Abstract
Abnormal centrosome numbers arise in tumours and can cause multipolar mitoses and genome instability. Cdk2 controls normal centrosome duplication, but Chk1-dependent centrosome amplification also occurs after DNA damage. We investigated the involvement of cyclin-dependent kinases (Cdks) in DNA damage-induced centrosome amplification using cells lacking either Cdk2, or both Cdk1 and Cdk2 activity. Cdk2-/-DT40 cells showed robust centrosome amplification after ionizing radiation (IR), whereas Cdk1-deficient Cdk2 -/-cells showed no centrosome amplification, demonstrating that Cdk1 can substitute for Cdk2 in this pathway. Surprisingly, we found that Cdk2 activity was upregulated by IR in wild-type but not in Chk1-/-DT40 cells. Cdk2 upregulation also occurred in HeLa cells after IR treatment.
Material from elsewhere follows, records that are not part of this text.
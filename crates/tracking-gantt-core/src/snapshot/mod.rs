//! Simulation snapshots and their readers.
//!
//! A [`Snapshot`] is one timepoint of a schedule simulation: the realized
//! schedule so far, two baselines to compare against, and for every activity
//! a set of sampled start and end times. Activities whose start or end is
//! already known carry a one-element sample set, so every activity can be
//! charted the same way regardless of its status.
//!
//! Two on-disk forms are supported:
//!
//! - the positional text layout written by the simulator ([`reader`])
//! - a structured JSON record with named fields ([`record`])
//!
//! [`read_snapshot`] picks one by file extension.
//!
//! ```rust
//! use tracking_gantt_core::{ActivityStatus, Snapshot};
//!
//! let text = "0\n-1 5 -1 \n0 4 6 \n0 4 6 \n0 12 0 \n\n2 \n\n\n3 4 5 \n\n\n\n10 11 12 \n";
//! let snapshot: Snapshot = text.parse().unwrap();
//!
//! assert_eq!(snapshot.activity_count(), 3);
//! assert_eq!(snapshot.status(1), ActivityStatus::Finished);
//! assert_eq!(snapshot.start_samples[1], vec![5]);
//! assert_eq!(snapshot.end_samples[2], vec![10, 11, 12]);
//! ```

use std::collections::BTreeSet;
use std::path::Path;

use log::info;
use serde::{Deserialize, Serialize};

use crate::error::{GanttError, Result};
use crate::layout::ChartInput;

pub mod reader;
pub mod record;
pub mod status;

pub use status::ActivityStatus;

/// Parsed state of one simulation snapshot.
#[derive(Debug, Clone, PartialEq, Eq, Serialize, Deserialize)]
#[serde(deny_unknown_fields)]
pub struct Snapshot {
    /// The "now" instant of the schedule
    pub timepoint: i64,

    /// Realized start per activity, `-1` when not yet started
    pub schedule: Vec<i64>,

    /// Committed baseline time per activity
    pub baseline: Vec<i64>,

    /// Proposed revised baseline per activity
    pub new_baseline: Vec<i64>,

    /// Realized end per activity, used for finished activities
    pub real_durations: Vec<i64>,

    /// Activities currently in progress
    #[serde(default)]
    pub active_ids: BTreeSet<usize>,

    /// Activities not yet started
    #[serde(default)]
    pub unstarted_ids: BTreeSet<usize>,

    /// Sampled start times per activity
    pub start_samples: Vec<Vec<i64>>,

    /// Sampled end times per activity
    pub end_samples: Vec<Vec<i64>>,
}

impl Snapshot {
    /// Number of activities, the dummy activity 0 included.
    pub fn activity_count(&self) -> usize {
        self.schedule.len()
    }

    /// Status of an activity derived from the id sets.
    ///
    /// Membership in `unstarted_ids` takes precedence over `active_ids`.
    pub fn status(&self, id: usize) -> ActivityStatus {
        ActivityStatus::from_id_sets(id, &self.active_ids, &self.unstarted_ids)
    }

    /// Ids of the activities that are charted, the dummy activity excluded.
    pub fn activity_ids(&self) -> std::ops::Range<usize> {
        1..self.activity_count().max(1)
    }

    /// Check that every per-activity sequence matches the schedule length and
    /// that the id sets only name existing activities.
    ///
    /// # Errors
    ///
    /// Returns `GanttError::Inconsistent` naming the first offending field.
    pub fn validate(&self) -> Result<()> {
        let count = self.activity_count();

        let per_activity = [
            ("baseline", self.baseline.len()),
            ("new_baseline", self.new_baseline.len()),
            ("real_durations", self.real_durations.len()),
            ("start_samples", self.start_samples.len()),
            ("end_samples", self.end_samples.len()),
        ];
        for (field, len) in per_activity {
            if len != count {
                return Err(GanttError::inconsistent(field)
                    .with_reason(format!("expected {count} entries, found {len}")));
            }
        }

        let id_sets = [
            ("active_ids", &self.active_ids),
            ("unstarted_ids", &self.unstarted_ids),
        ];
        for (field, ids) in id_sets {
            if let Some(id) = ids.iter().find(|&&id| id >= count) {
                return Err(GanttError::inconsistent(field)
                    .with_reason(format!("activity {id} is out of range 0..{count}")));
            }
        }

        Ok(())
    }

    /// Borrow the fields the chart is drawn from.
    pub fn chart_input(&self) -> ChartInput<'_> {
        ChartInput {
            start_samples: &self.start_samples,
            end_samples: &self.end_samples,
            baseline: &self.baseline,
            new_baseline: &self.new_baseline,
            timepoint: self.timepoint,
        }
    }
}

/// Whether a path names a structured JSON record.
fn is_json(path: &Path) -> bool {
    path.extension()
        .and_then(|ext| ext.to_str())
        .is_some_and(|ext| ext.eq_ignore_ascii_case("json"))
}

/// Read a snapshot from disk, choosing the format by extension.
///
/// # Errors
///
/// Returns `GanttError::FileSystem` if the file cannot be read, a format
/// error if it is malformed or truncated, and `GanttError::Inconsistent` if
/// the parsed arrays disagree in length.
pub fn read_snapshot<P: AsRef<Path>>(path: P) -> Result<Snapshot> {
    let path = path.as_ref();
    let text = std::fs::read_to_string(path).map_err(|e| GanttError::FileSystem {
        path: path.to_path_buf(),
        source: e,
    })?;

    let snapshot = if is_json(path) {
        record::from_json(&text)?
    } else {
        reader::parse(&text)?
    };

    info!(
        "Read snapshot from {} ({} activities, timepoint {})",
        path.display(),
        snapshot.activity_count(),
        snapshot.timepoint
    );
    Ok(snapshot)
}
Chk1-dependent Cdk2 induction was not accompanied by increased levels of Cdk1, Cdk2, cyclin A or cyclin E, but activating T160 phosphorylation of Cdk2 increased after IR. Moreover, Cdk2 overexpression restored IR-induced centrosome amplification in Cdk1-deficient Cdk2-/- cells, but T160A mutation blocked this rescue. Our data suggest that Chk1 signalling causes centrosome amplification after IR by upregulating Cdk2 activity through activating phosphorylation.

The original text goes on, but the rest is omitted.